アクセス数:アクセスカウンター

マックス・ウェーバー 「古代ユダヤ教」(岩波文庫・下)3/5

 ユダヤの終末待望論は、現世の霊的問題に対する徹底的な無関心を生んだ
 p752-4
 インドでは、現世の意味いかんを問う問題、すなわち苦悩と罪責を負わされた破れやすい人生の無常や、その矛盾葛藤を正しく弁明すべき根拠は何であるかという問題は、あらゆる宗教的認識に決定的な刺戟をあたえた問いだった。
 しかしイスラエルにおいてはそうした問い自体が、どこにも提出されていない。
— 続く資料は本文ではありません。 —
//! Locator pattern syntax understood by the WebDriver backend.
//!
//! - `div.card` is a CSS selector
//! - `xpath=//div[@class="card"]` is an XPath expression
//! - a trailing `:has-text("Mostrar mais")` keeps only matches whose text
//!   contains the given string, ignoring case and runs of whitespace

use std::sync::LazyLock;

use regex::Regex;
use thirtyfour::By;

use crate::error::DriverError;

static HAS_TEXT: LazyLock<Regex> = LazyLock::new(|| {
    Regex::new(r#":has-text\(\s*(?:"([^"]*)"|'([^']*)')\s*\)\s*$"#).expect("valid regex")
});

#[derive(Debug, Clone, Copy, PartialEq, Eq)]
pub(crate) enum Strategy {
    Css,
    XPath,
}

#[derive(Debug, Clone, PartialEq, Eq)]
pub(crate) struct Locator {
    pub strategy: Strategy,
    pub value: String,
    /// Lowercased, whitespace-normalized text filter.
    pub has_text: Option<String>,
}

impl Locator {
    pub(crate) fn by(&self) -> By {
        match self.strategy {
            Strategy::Css => By::Css(self.value.as_str()),
            Strategy::XPath => By::XPath(self.value.as_str()),
        }
    }

    pub(crate) fn accepts(&self, text: &str) -> bool {
        self.has_text
            .as_deref()
            .is_none_or(|needle| normalize_text(text).contains(needle))
    }
}

pub(crate) fn normalize_text(text: &str) -> String {
    text.split_whitespace()
        .collect::<Vec<_>>()
        .join(" ")
        .to_lowercase()
}

pub(crate) fn parse_pattern(pattern: &str) -> Result<Locator, DriverError> {
    let pattern = pattern.trim();
    let invalid = |reason: &str| DriverError::InvalidPattern {
        pattern: pattern.to_string(),
        reason: reason.to_string(),
    };

    let (selector, has_text) = match HAS_TEXT.captures(pattern) {
        Some(caps) => {
            let start = caps.get(0).map_or(pattern.len(), |m| m.start());
            let text = caps.get(1).or_else(|| caps.get(2)).map_or("", |m| m.as_str());
            (&pattern[..start], Some(normalize_text(text)))
        }
        None => (pattern, None),
    };

    let (strategy, value) = match selector.strip_prefix("xpath=") {
        Some(xpath) if xpath.trim().is_empty() => return Err(invalid("empty xpath expression")),
        Some(xpath) => (Strategy::XPath, xpath.trim()),
        None if selector.trim().is_empty() && has_text.is_some() => (Strategy::Css, "*"),
        None if selector.trim().is_empty() => return Err(invalid("empty selector")),
        None => (Strategy::Css, selector.trim()),
    };

    Ok(Locator {
        strategy,
        value: value.to_string(),
        has_text,
    })
}
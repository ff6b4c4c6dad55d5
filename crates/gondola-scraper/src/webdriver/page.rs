use std::time::Duration;

use async_trait::async_trait;
use serde_json::Value;
use thirtyfour::prelude::*;
use tokio::time::Instant;

use super::pattern::{parse_pattern, Locator};
use crate::driver::{Page, Scope};
use crate::error::DriverError;

/// Interval between lookups while `find_first` waits for a match.
const POLL_INTERVAL: Duration = Duration::from_millis(100);

const TEXT_CONTENT_SCRIPT: &str = "return arguments[0].textContent;";

/// One WebDriver session.
pub struct WebDriverPage {
    driver: WebDriver,
}

impl WebDriverPage {
    pub(crate) fn new(driver: WebDriver) -> Self {
        Self { driver }
    }

    /// All current matches of `locator`, with the text filter applied.
    async fn query(
        &self,
        scope: Scope<'_, WebElement>,
        locator: &Locator,
    ) -> Result<Vec<WebElement>, DriverError> {
        let found = match scope {
            Scope::Document => self.driver.find_all(locator.by()).await?,
            Scope::Within(element) => element.find_all(locator.by()).await?,
        };
        if locator.has_text.is_none() {
            return Ok(found);
        }

        let mut kept = Vec::new();
        for element in found {
            let text = self.text_content(&element).await?.unwrap_or_default();
            if locator.accepts(&text) {
                kept.push(element);
            }
        }
        Ok(kept)
    }
}

#[async_trait]
impl Page for WebDriverPage {
    type Element = WebElement;

    async fn navigate(&self, url: &str, timeout: Duration) -> Result<(), DriverError> {
        self.driver.set_page_load_timeout(timeout).await?;
        self.driver.goto(url).await?;
        Ok(())
    }

    async fn find_first(
        &self,
        scope: Scope<'_, WebElement>,
        pattern: &str,
        timeout: Duration,
    ) -> Result<Option<WebElement>, DriverError> {
        let locator = parse_pattern(pattern)?;
        let deadline = Instant::now() + timeout;
        loop {
            if let Some(element) = self.query(scope, &locator).await?.into_iter().next() {
                return Ok(Some(element));
            }
            let now = Instant::now();
            if now >= deadline {
                return Ok(None);
            }
            tokio::time::sleep(POLL_INTERVAL.min(deadline - now)).await;
        }
    }

    async fn find_all(
        &self,
        scope: Scope<'_, WebElement>,
        pattern: &str,
    ) -> Result<Vec<WebElement>, DriverError> {
        let locator = parse_pattern(pattern)?;
        self.query(scope, &locator).await
    }

    async fn click(&self, element: &WebElement) -> Result<(), DriverError> {
        element.click().await?;
        Ok(())
    }

    async fn fill(&self, element: &WebElement, text: &str) -> Result<(), DriverError> {
        element.clear().await?;
        element.send_keys(text).await?;
        Ok(())
    }

    async fn scroll_into_view(&self, element: &WebElement) -> Result<(), DriverError> {
        element.scroll_into_view().await?;
        Ok(())
    }

    async fn text_content(&self, element: &WebElement) -> Result<Option<String>, DriverError> {
        let ret = self
            .driver
            .execute(TEXT_CONTENT_SCRIPT, vec![element.to_json()?])
            .await?;
        match ret.json() {
            Value::Null => Ok(None),
            Value::String(text) => Ok(Some(text.clone())),
            other => Err(DriverError::Command {
                command: "read textContent".to_string(),
                message: format!("unexpected script result {other}"),
            }),
        }
    }

    async fn submit_key(&self) -> Result<(), DriverError> {
        self.driver
            .active_element()
            .await?
            .send_keys(Key::Enter)
            .await?;
        Ok(())
    }

    async fn close(&self) -> Result<(), DriverError> {
        self.driver.clone().quit().await?;
        tracing::debug!("closed webdriver session");
        Ok(())
    }
}
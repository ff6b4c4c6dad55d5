//! JSON-file shopping list keyed by product name and store.

use std::path::{Path, PathBuf};

use rust_decimal::Decimal;
use serde::{Deserialize, Serialize};

#[derive(Debug, Clone, PartialEq, Eq, Serialize, Deserialize)]
pub struct ListEntry {
    pub units: Decimal,
    pub name: String,
    pub store: String,
    pub price: String,
}

#[derive(Debug, thiserror::Error)]
pub enum ListError {
    #[error("could not write shopping list {path}: {source}")]
    Io {
        path: String,
        #[source]
        source: std::io::Error,
    },

    #[error("could not encode shopping list: {0}")]
    Json(#[from] serde_json::Error),
}

#[derive(Debug, Clone, PartialEq, Eq)]
pub enum AddOutcome {
    Added,
    AlreadyPresent,
}

/// Shopping list persisted as a pretty-printed JSON array.
#[derive(Debug, Clone)]
pub struct ShoppingList {
    path: PathBuf,
}

impl ShoppingList {
    #[must_use]
    pub fn new(path: impl Into<PathBuf>) -> Self {
        Self { path: path.into() }
    }

    #[must_use]
    pub fn path(&self) -> &Path {
        &self.path
    }

    /// Reads all entries. A missing or unreadable file yields an empty list.
    #[must_use]
    pub fn load(&self) -> Vec<ListEntry> {
        let content = match std::fs::read_to_string(&self.path) {
            Ok(content) => content,
            Err(e) if e.kind() == std::io::ErrorKind::NotFound => return Vec::new(),
            Err(e) => {
                tracing::warn!(path = %self.path.display(), error = %e, "could not read shopping list, starting empty");
                return Vec::new();
            }
        };

        serde_json::from_str(&content).unwrap_or_else(|e| {
            tracing::warn!(path = %self.path.display(), error = %e, "could not parse shopping list, starting empty");
            Vec::new()
        })
    }

    /// Overwrites the file with `entries`.
    ///
    /// # Errors
    ///
    /// Returns [`ListError`] if encoding or writing fails.
    pub fn save(&self, entries: &[ListEntry]) -> Result<(), ListError> {
        let body = serde_json::to_string_pretty(entries)?;
        std::fs::write(&self.path, body).map_err(|e| ListError::Io {
            path: self.path.display().to_string(),
            source: e,
        })
    }

    /// Appends an entry unless one with the same name and store exists.
    ///
    /// # Errors
    ///
    /// Returns [`ListError`] if the list cannot be saved.
    pub fn add(&self, entry: ListEntry) -> Result<AddOutcome, ListError> {
        let mut entries = self.load();
        if entries
            .iter()
            .any(|e| e.name == entry.name && e.store == entry.store)
        {
            return Ok(AddOutcome::AlreadyPresent);
        }
        entries.push(entry);
        self.save(&entries)?;
        Ok(AddOutcome::Added)
    }

    /// Removes the first entry named `name`, returning it.
    ///
    /// # Errors
    ///
    /// Returns [`ListError`] if the list cannot be saved.
    pub fn remove(&self, name: &str) -> Result<Option<ListEntry>, ListError> {
        let mut entries = self.load();
        let Some(pos) = entries.iter().position(|e| e.name == name) else {
            return Ok(None);
        };
        let removed = entries.remove(pos);
        self.save(&entries)?;
        Ok(Some(removed))
    }

    /// Sets the units of the first entry named `name`, returning the previous value.
    ///
    /// # Errors
    ///
    /// Returns [`ListError`] if the list cannot be saved.
    pub fn update_units(&self, name: &str, units: Decimal) -> Result<Option<Decimal>, ListError> {
        let mut entries = self.load();
        let Some(entry) = entries.iter_mut().find(|e| e.name == name) else {
            return Ok(None);
        };
        let previous = std::mem::replace(&mut entry.units, units);
        self.save(&entries)?;
        Ok(Some(previous))
    }
}
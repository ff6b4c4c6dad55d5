//! Per-storefront extraction settings loaded from `config/sources.yaml`.
//!
//! Every storefront is described by one [`SourceConfig`]: where to navigate,
//! the ranked [`LocatorChain`]s for each logical field, timeouts and the
//! pagination cap. Configs are validated once at load time and are read-only
//! afterwards.

use std::collections::HashSet;
use std::path::Path;
use std::time::Duration;

use serde::{Deserialize, Deserializer, Serialize};

use crate::ConfigError;

/// Default hard cap on "load more" iterations per search.
pub const DEFAULT_MAX_PAGINATION_ITERATIONS: u32 = 10;

/// An ordered, non-empty list of alternative locator patterns for one field.
///
/// Order is significant: patterns are tried first to last. In YAML a chain
/// may be written as a single string or as a list of strings.
#[derive(Debug, Clone, PartialEq, Eq, Serialize)]
#[serde(transparent)]
pub struct LocatorChain(Vec<String>);

impl LocatorChain {
    /// Builds a chain from patterns in priority order.
    ///
    /// # Errors
    ///
    /// Returns [`ConfigError::Validation`] if `patterns` is empty or any
    /// pattern is blank.
    pub fn new<I, S>(patterns: I) -> Result<Self, ConfigError>
    where
        I: IntoIterator<Item = S>,
        S: Into<String>,
    {
        let patterns: Vec<String> = patterns.into_iter().map(Into::into).collect();
        if patterns.is_empty() {
            return Err(ConfigError::Validation(
                "locator chain must contain at least one pattern".to_string(),
            ));
        }
        if let Some(pos) = patterns.iter().position(|p| p.trim().is_empty()) {
            return Err(ConfigError::Validation(format!(
                "locator chain pattern #{} is blank",
                pos + 1
            )));
        }
        Ok(Self(patterns))
    }

    #[must_use]
    pub fn patterns(&self) -> &[String] {
        &self.0
    }

    #[must_use]
    pub fn len(&self) -> usize {
        self.0.len()
    }

    /// Always `false`; kept for clippy's `len_without_is_empty`.
    #[must_use]
    pub fn is_empty(&self) -> bool {
        self.0.is_empty()
    }

    pub fn iter(&self) -> std::slice::Iter<'_, String> {
        self.0.iter()
    }
}

impl<'de> Deserialize<'de> for LocatorChain {
    fn deserialize<D>(deserializer: D) -> Result<Self, D::Error>
    where
        D: Deserializer<'de>,
    {
        #[derive(Deserialize)]
        #[serde(untagged)]
        enum Repr {
            One(String),
            Many(Vec<String>),
        }

        let patterns = match Repr::deserialize(deserializer)? {
            Repr::One(pattern) => vec![pattern],
            Repr::Many(patterns) => patterns,
        };
        Self::new(patterns).map_err(serde::de::Error::custom)
    }
}

impl<'a> IntoIterator for &'a LocatorChain {
    type Item = &'a String;
    type IntoIter = std::slice::Iter<'a, String>;

    fn into_iter(self) -> Self::IntoIter {
        self.0.iter()
    }
}

/// Locator chains for every logical element the engine touches.
#[derive(Debug, Clone, PartialEq, Eq, Serialize, Deserialize)]
pub struct Locators {
    pub search_input: LocatorChain,
    pub item_container: LocatorChain,
    pub load_more: LocatorChain,
    pub name: LocatorChain,
    pub price: LocatorChain,
    pub unit_price: LocatorChain,
    /// Integer part of a price split across sibling elements.
    #[serde(default, skip_serializing_if = "Option::is_none")]
    pub price_integer: Option<LocatorChain>,
    #[serde(default, skip_serializing_if = "Option::is_none")]
    pub price_fraction: Option<LocatorChain>,
    #[serde(default, skip_serializing_if = "Option::is_none")]
    pub price_currency: Option<LocatorChain>,
}

/// Driver call timeouts, in milliseconds.
#[derive(Debug, Clone, Copy, PartialEq, Eq, Serialize, Deserialize)]
pub struct Timeouts {
    #[serde(default = "default_page_load_ms")]
    pub page_load_ms: u64,
    #[serde(default = "default_element_wait_ms")]
    pub element_wait_ms: u64,
    /// Lookup timeout for the load-more control and the pause after clicking
    /// it. One value covers both, so they cannot be tuned apart.
    #[serde(default = "default_load_more_ms")]
    pub load_more_ms: u64,
    /// Pause after navigation and after submitting the search.
    #[serde(default = "default_settle_ms")]
    pub settle_ms: u64,
}

fn default_page_load_ms() -> u64 {
    30_000
}

fn default_element_wait_ms() -> u64 {
    3_000
}

fn default_load_more_ms() -> u64 {
    2_000
}

fn default_settle_ms() -> u64 {
    2_000
}

fn default_max_pagination_iterations() -> u32 {
    DEFAULT_MAX_PAGINATION_ITERATIONS
}

impl Default for Timeouts {
    fn default() -> Self {
        Self {
            page_load_ms: default_page_load_ms(),
            element_wait_ms: default_element_wait_ms(),
            load_more_ms: default_load_more_ms(),
            settle_ms: default_settle_ms(),
        }
    }
}

impl Timeouts {
    /// All timeouts zero: every lookup is a single immediate query.
    #[must_use]
    pub fn immediate() -> Self {
        Self {
            page_load_ms: 0,
            element_wait_ms: 0,
            load_more_ms: 0,
            settle_ms: 0,
        }
    }

    #[must_use]
    pub fn page_load(&self) -> Duration {
        Duration::from_millis(self.page_load_ms)
    }

    #[must_use]
    pub fn element_wait(&self) -> Duration {
        Duration::from_millis(self.element_wait_ms)
    }

    /// Used both to wait for the load-more control and as the pause after
    /// clicking it.
    #[must_use]
    pub fn load_more(&self) -> Duration {
        Duration::from_millis(self.load_more_ms)
    }

    #[must_use]
    pub fn settle(&self) -> Duration {
        Duration::from_millis(self.settle_ms)
    }
}

/// Immutable extraction settings for one storefront.
#[derive(Debug, Clone, PartialEq, Eq, Serialize, Deserialize)]
pub struct SourceConfig {
    pub name: String,
    pub base_url: String,
    pub locators: Locators,
    #[serde(default)]
    pub timeouts: Timeouts,
    #[serde(default = "default_max_pagination_iterations")]
    pub max_pagination_iterations: u32,
}

impl SourceConfig {
    /// Creates a config with default timeouts and pagination cap.
    #[must_use]
    pub fn new(name: impl Into<String>, base_url: impl Into<String>, locators: Locators) -> Self {
        Self {
            name: name.into(),
            base_url: base_url.into(),
            locators,
            timeouts: Timeouts::default(),
            max_pagination_iterations: DEFAULT_MAX_PAGINATION_ITERATIONS,
        }
    }

    #[must_use]
    pub fn with_timeouts(mut self, timeouts: Timeouts) -> Self {
        self.timeouts = timeouts;
        self
    }

    #[must_use]
    pub fn with_max_pagination_iterations(mut self, cap: u32) -> Self {
        self.max_pagination_iterations = cap;
        self
    }
}

#[derive(Debug, Deserialize)]
pub struct SourcesFile {
    pub sources: Vec<SourceConfig>,
}

impl SourcesFile {
    /// Looks up a source by name, ignoring ASCII case.
    #[must_use]
    pub fn find(&self, name: &str) -> Option<&SourceConfig> {
        self.sources
            .iter()
            .find(|s| s.name.eq_ignore_ascii_case(name))
    }
}

/// Load and validate the storefront configuration from a YAML file.
///
/// # Errors
///
/// Returns `ConfigError` if the file cannot be read, parsed, or fails validation.
pub fn load_sources(path: &Path) -> Result<SourcesFile, ConfigError> {
    let content = std::fs::read_to_string(path).map_err(|e| ConfigError::SourcesFileIo {
        path: path.display().to_string(),
        source: e,
    })?;

    let sources_file = parse_sources(&content)?;
    tracing::debug!(
        path = %path.display(),
        count = sources_file.sources.len(),
        "loaded storefront sources"
    );
    Ok(sources_file)
}

/// Parses and validates sources YAML.
///
/// # Errors
///
/// Returns `ConfigError` if the YAML is malformed or fails validation.
pub fn parse_sources(content: &str) -> Result<SourcesFile, ConfigError> {
    let sources_file: SourcesFile =
        serde_yaml::from_str(content).map_err(ConfigError::SourcesFileParse)?;
    validate_sources(&sources_file)?;
    Ok(sources_file)
}

fn validate_sources(sources_file: &SourcesFile) -> Result<(), ConfigError> {
    if sources_file.sources.is_empty() {
        return Err(ConfigError::Validation(
            "at least one source must be configured".to_string(),
        ));
    }

    let mut seen_names = HashSet::new();

    for source in &sources_file.sources {
        if source.name.trim().is_empty() {
            return Err(ConfigError::Validation(
                "source name must be non-empty".to_string(),
            ));
        }

        let url = source.base_url.trim();
        if !(url.starts_with("http://") || url.starts_with("https://")) {
            return Err(ConfigError::Validation(format!(
                "source '{}' has invalid base_url \"{}\"; must be an http(s) URL",
                source.name, source.base_url
            )));
        }

        if source.max_pagination_iterations == 0 {
            return Err(ConfigError::Validation(format!(
                "source '{}' has max_pagination_iterations 0; must be at least 1",
                source.name
            )));
        }

        if !seen_names.insert(source.name.to_lowercase()) {
            return Err(ConfigError::Validation(format!(
                "duplicate source name: '{}'",
                source.name
            )));
        }
    }

    Ok(())
}

#[cfg(test)]
#[path = "sources_test.rs"]
mod tests;
//! Field extraction from one item element.

use std::time::Duration;

use gondola_core::{ExtractedItem, LocatorChain, Locators, NAME_NOT_FOUND, PRICE_NOT_FOUND};

use crate::driver::{Page, Scope};
use crate::error::DriverError;
use crate::resolver::resolve_from;

/// Prefix used when a split price has no currency element.
pub const DEFAULT_CURRENCY_SYMBOL: &str = "R$";

/// Trimmed text of the first pattern in `chain` whose match has non-blank text.
///
/// Item-scoped lookups are immediate queries, the item is already rendered.
///
/// # Errors
///
/// Returns [`DriverError`] if reading a matched element's text fails.
pub async fn extract_text<P: Page>(
    page: &P,
    item: &P::Element,
    chain: &LocatorChain,
) -> Result<Option<String>, DriverError> {
    let mut start = 0;
    while let Some(found) =
        resolve_from(page, Scope::Within(item), chain, start, Duration::ZERO).await
    {
        if let Some(text) = page.text_content(&found.element).await? {
            let trimmed = text.trim();
            if !trimmed.is_empty() {
                return Ok(Some(trimmed.to_string()));
            }
        }
        start = found.pattern_index + 1;
    }
    Ok(None)
}

/// Joins split price parts as `"<symbol> <integer>[,<fraction>]"`.
#[must_use]
pub fn compose_price(integer: &str, fraction: Option<&str>, symbol: Option<&str>) -> String {
    let symbol = symbol.unwrap_or(DEFAULT_CURRENCY_SYMBOL);
    match fraction {
        Some(fraction) => format!("{symbol} {integer},{fraction}"),
        None => format!("{symbol} {integer}"),
    }
}

async fn extract_optional<P: Page>(
    page: &P,
    item: &P::Element,
    chain: Option<&LocatorChain>,
) -> Result<Option<String>, DriverError> {
    match chain {
        Some(chain) => extract_text(page, item, chain).await,
        None => Ok(None),
    }
}

/// Resolves the price: split parts first, then the plain price chain, then
/// [`PRICE_NOT_FOUND`].
///
/// # Errors
///
/// Returns [`DriverError`] if reading a matched element's text fails.
pub async fn extract_price<P: Page>(
    page: &P,
    item: &P::Element,
    locators: &Locators,
) -> Result<String, DriverError> {
    if let Some(integer) = extract_optional(page, item, locators.price_integer.as_ref()).await? {
        let fraction = extract_optional(page, item, locators.price_fraction.as_ref()).await?;
        let symbol = extract_optional(page, item, locators.price_currency.as_ref()).await?;
        return Ok(compose_price(&integer, fraction.as_deref(), symbol.as_deref()));
    }

    Ok(extract_text(page, item, &locators.price)
        .await?
        .unwrap_or_else(|| PRICE_NOT_FOUND.to_string()))
}

/// Builds an [`ExtractedItem`] with sentinels for missing fields.
///
/// A unit price identical to the price is dropped.
///
/// # Errors
///
/// Returns [`DriverError`] if reading a matched element's text fails.
pub async fn extract_item<P: Page>(
    page: &P,
    item: &P::Element,
    locators: &Locators,
) -> Result<ExtractedItem, DriverError> {
    let name = extract_text(page, item, &locators.name)
        .await?
        .unwrap_or_else(|| NAME_NOT_FOUND.to_string());
    let price = extract_price(page, item, locators).await?;
    let unit_price = extract_text(page, item, &locators.unit_price)
        .await?
        .filter(|unit| *unit != price)
        .unwrap_or_default();

    Ok(ExtractedItem {
        name,
        price,
        unit_price,
    })
}

#[cfg(test)]
#[path = "extract_test.rs"]
mod tests;
use thiserror::Error;

#[derive(Debug, Error)]
pub enum ConfigError {
    #[error("invalid value for {var}: {reason}")]
    InvalidEnvVar { var: String, reason: String },

    #[error("failed to read sources file {path}: {source}")]
    SourcesFileIo {
        path: String,
        #[source]
        source: std::io::Error,
    },

    #[error("failed to parse sources file: {0}")]
    SourcesFileParse(#[source] serde_yaml::Error),

    #[error("invalid sources configuration: {0}")]
    Validation(String),
}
預言者やその聴衆を神へ駆り立てたのは、意外なことに、現世からの魂の救出、救済を求める要求では絶対になかったのである。
 イスラエルでは仏教の聖者に見られる魂の静かさとかが求められることは一切なかったし、ある種のグノーシスや世界解釈というものも、イスラエルでは問題にならなかった。
 それは、ヤァウェの本質が彼岸的、超感覚的なものを一切含んでいなかったからである。ヤァウェの世界支配の仕方は現世的に理解可能なものだったのであり、被造物の水準とはたとえどんなに離れたものだったにせよ、原理的には探求可能なものであった。
 p761
 この結果、心霊問題について驚くべき力の節約が生じたことを認識しなければならない。たとえばプロシアユダヤ人鉄血宰相ビスマルクは一切の形而上学的詮索を排除しながら、ベッド脇のテーブルには詩篇がつねに置かれていた。宇宙の意味いかんを詮索することを好まないこの心性は、個人だけのものではなかった。ユダヤ人に影響されたほとんどの宗教共同体は歴史的に、各種の形而上学説に強く抵抗し続けた。
 p783
 ヤァウェ信仰の人々が待望する終末の迫真性は、その生活態度に対してまことに決定的であった。預言者たちのユートピア的現世無関心は、結局この待望思想からのみ説明できる。ちょうどイエスカエサルのものはカエサルに与えよと勧めたり、パウロが人は自分の今の職業にとどまるがよい、独身者も既婚者もその今の状態にとどまれと勧めたのも同じ理由による。
 終末はすぐに迫っているのであり、これら現在のことがらは完全にどうでもいいのである。

 現世無関心が
 ユダヤ倫理のパーリア的性格も決定的にした

 p802
 イスラエルの困窮は徹頭徹尾政治的災害であり、この困窮は予言者の中で驚嘆すべき迫真性を持つ終末待望論になっていった。そしてユダヤ民族のパーリア的性格は、この終末待望論がイスラエル伝来の儀礼的諸習慣と共働したことによって決定的になった。
 p815
 ヤァウェがますます天と地の諸民族の主権者になったいまはじめて、イスラエルは「選ばれた民族」になったのである。イスラエル人の特殊儀礼的・倫理的な諸義務と諸権利はこの選民思想の上にこそ成り立っているのであり、それ自身としてはまったくナイーブな対内・対外道徳の二元主義にすぎない。
 二元主義道徳の一例を挙げよう。古代イスラエルでは利子取得の禁止は、「完全イスラエル人でありながら零落した貧しい兄弟」の搾取だけを排斥したに過ぎない。申命記は宗派上の外国人に対する利子取得をはっきりと許可している。また、モーセに対し、ヤァウェはエジプト脱出のときにエジプト人の財産を横領し着服せよと命じている(p807)。
 p821-2
 このような古代イスラエルの「族長の倫理」は、周知のように 「誰をだまそうか」 というすこぶる鼻をつくような処世訓を含んでいた。このことが、以後二千年にわたって各方面に影響を及ぼし、ユダヤ人の経済的行動様式に対して広汎な帰結をもたらした。
 たとえばユダヤ民族のパーリア資本主義は、純粋の貨幣高利貸や商業で成功を収めることと並んで、ピューリタニズムが嫌悪した国家・掠奪資本主義の諸形式にも通暁する人々を育てた。そういうことはユダヤ人にとっては、ヒンズー教のパーリアカーストと同じように、倫理的には原理的に考慮する必要のないこと、どっちでもいいことなのであった。
 ユダヤ人にとっては、生活の中で信仰の確かさを確証する「霊的な」場所は、「現世」とくに経済を合理的に支配するというような場所とは全然異なる領域に存在するからである。